Over the next 20 years, some $25 trillion will be passed to women through divorce, death of spouse or inheritance. They already make up just under half of the nation's millionaires. Combined with their growing earning and wealth-creation power, women may account for up for two thirds of the nation's wealth by 2030.
Those numbers have financial industry salivating over how to serve the women's market. Private bankers, brokers, trust companies, family offices and wealth managers are all asking the same question: What do wealthy women want?

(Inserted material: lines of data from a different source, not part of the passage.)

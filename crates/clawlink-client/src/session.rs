use async_trait::async_trait;
use serde::Deserialize;
use tracing::{debug, warn};

use crate::config::GatewayConfig;
use crate::error::{GatewayError, Result};

/// Outcome of a session-ensure call.
#[derive(Debug, Clone, PartialEq, Eq)]
pub struct EnsuredSession {
    pub id: String,
    /// True when the caller supplied an id the gateway no longer accepts
    /// and a fresh one was created instead.
    pub was_replaced: bool,
}

/// Validates a session identifier against the gateway before a request
/// opens its connection, creating a fresh one when needed. Idempotent.
#[async_trait]
pub trait SessionEnsurer: Send + Sync {
    async fn ensure(&self, id: Option<&str>) -> Result<EnsuredSession>;
}

/// HTTP implementation over the gateway's session endpoint.
pub struct HttpSessionClient {
    http: reqwest::Client,
    api_url: String,
    token: Option<String>,
}

#[derive(Deserialize)]
struct SessionCreated {
    id: String,
}

impl HttpSessionClient {
    pub fn new(config: &GatewayConfig) -> Self {
        Self {
            http: reqwest::Client::new(),
            api_url: config.api_url.trim_end_matches('/').to_string(),
            token: config.token.clone(),
        }
    }

    fn auth(&self, builder: reqwest::RequestBuilder) -> reqwest::RequestBuilder {
        match &self.token {
            Some(token) => builder.bearer_auth(token),
            None => builder,
        }
    }

    async fn create(&self) -> Result<String> {
        let url = format!("{}/v1/sessions", self.api_url);
        let resp = self.auth(self.http.post(&url)).send().await?;
        if !resp.status().is_success() {
            return Err(GatewayError::Session(format!(
                "create returned {} ({url})",
                resp.status()
            )));
        }
        let created: SessionCreated = resp.json().await?;
        debug!(session_id = %created.id, "created gateway session");
        Ok(created.id)
    }
}

#[async_trait]
impl SessionEnsurer for HttpSessionClient {
    async fn ensure(&self, id: Option<&str>) -> Result<EnsuredSession> {
        if let Some(id) = id {
            let url = format!("{}/v1/sessions/{}", self.api_url, id);
            let resp = self.auth(self.http.get(&url)).send().await?;
            let status = resp.status();
            if status.is_success() {
                debug!(session_id = %id, "session id still valid");
                return Ok(EnsuredSession {
                    id: id.to_string(),
                    was_replaced: false,
                });
            }
            if status != reqwest::StatusCode::NOT_FOUND
                && status != reqwest::StatusCode::GONE
            {
                return Err(GatewayError::Session(format!(
                    "validate returned {status} ({url})"
                )));
            }
            warn!(session_id = %id, "stale session id, creating a fresh one");
        }

        let fresh = self.create().await?;
        Ok(EnsuredSession {
            id: fresh,
            was_replaced: id.is_some(),
        })
    }
}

A new survey from The Family Wealth Advisors Council, a network of independent wealth advisers, gives some clues. Women, it says, want their advisers to understand their "life pictures" and "financial journeys" rather than just their investments. (Men, by contrast, might hang up if their broker asked about their "life picture".)
独立理财顾问组织The Family Wealth Advisors Council进行的一项新调查提供了一些线索。报告说，女性希望理财顾问理解她们的“人生图景”和“财务经历”，而不止是她们的投资。（与此相反，如果男富翁的理财顾问打电话询问他们的“人生图景”，他们可能会挂断电话。）
Fully 96% of the 550 female-millionaire respondents said it is "important for their financial advisers to spend a significant amount of time up-front to understand their entire life picture, not just their finances," the study said.
The report also said the women millionaires want their advisers to understand them "in terms of their unique profiles and values," and not to stereotyped by gender or "talked down to." They also want an adviser who "recognizes the importance of an authentic relationship."
A majority of the single, widowed or divorced women-millionaires said they reach out to their financial advisers on non-financial matters. The study said working women reach out to their advisers for some "out-of-the-box" advice: from support on personal-health issues to family disputes, life coaching and other personal matters, the study said.
"Each successful woman is on a unique journey, and she expects her adviser to travel along with her," the study says. "The woman client will typically choose an adviser who listens well and can respond with case studies or anecdotes that illustrate the adviser's experience with similar clients."
How do you think wealthy women and men are different when it comes to financial advice?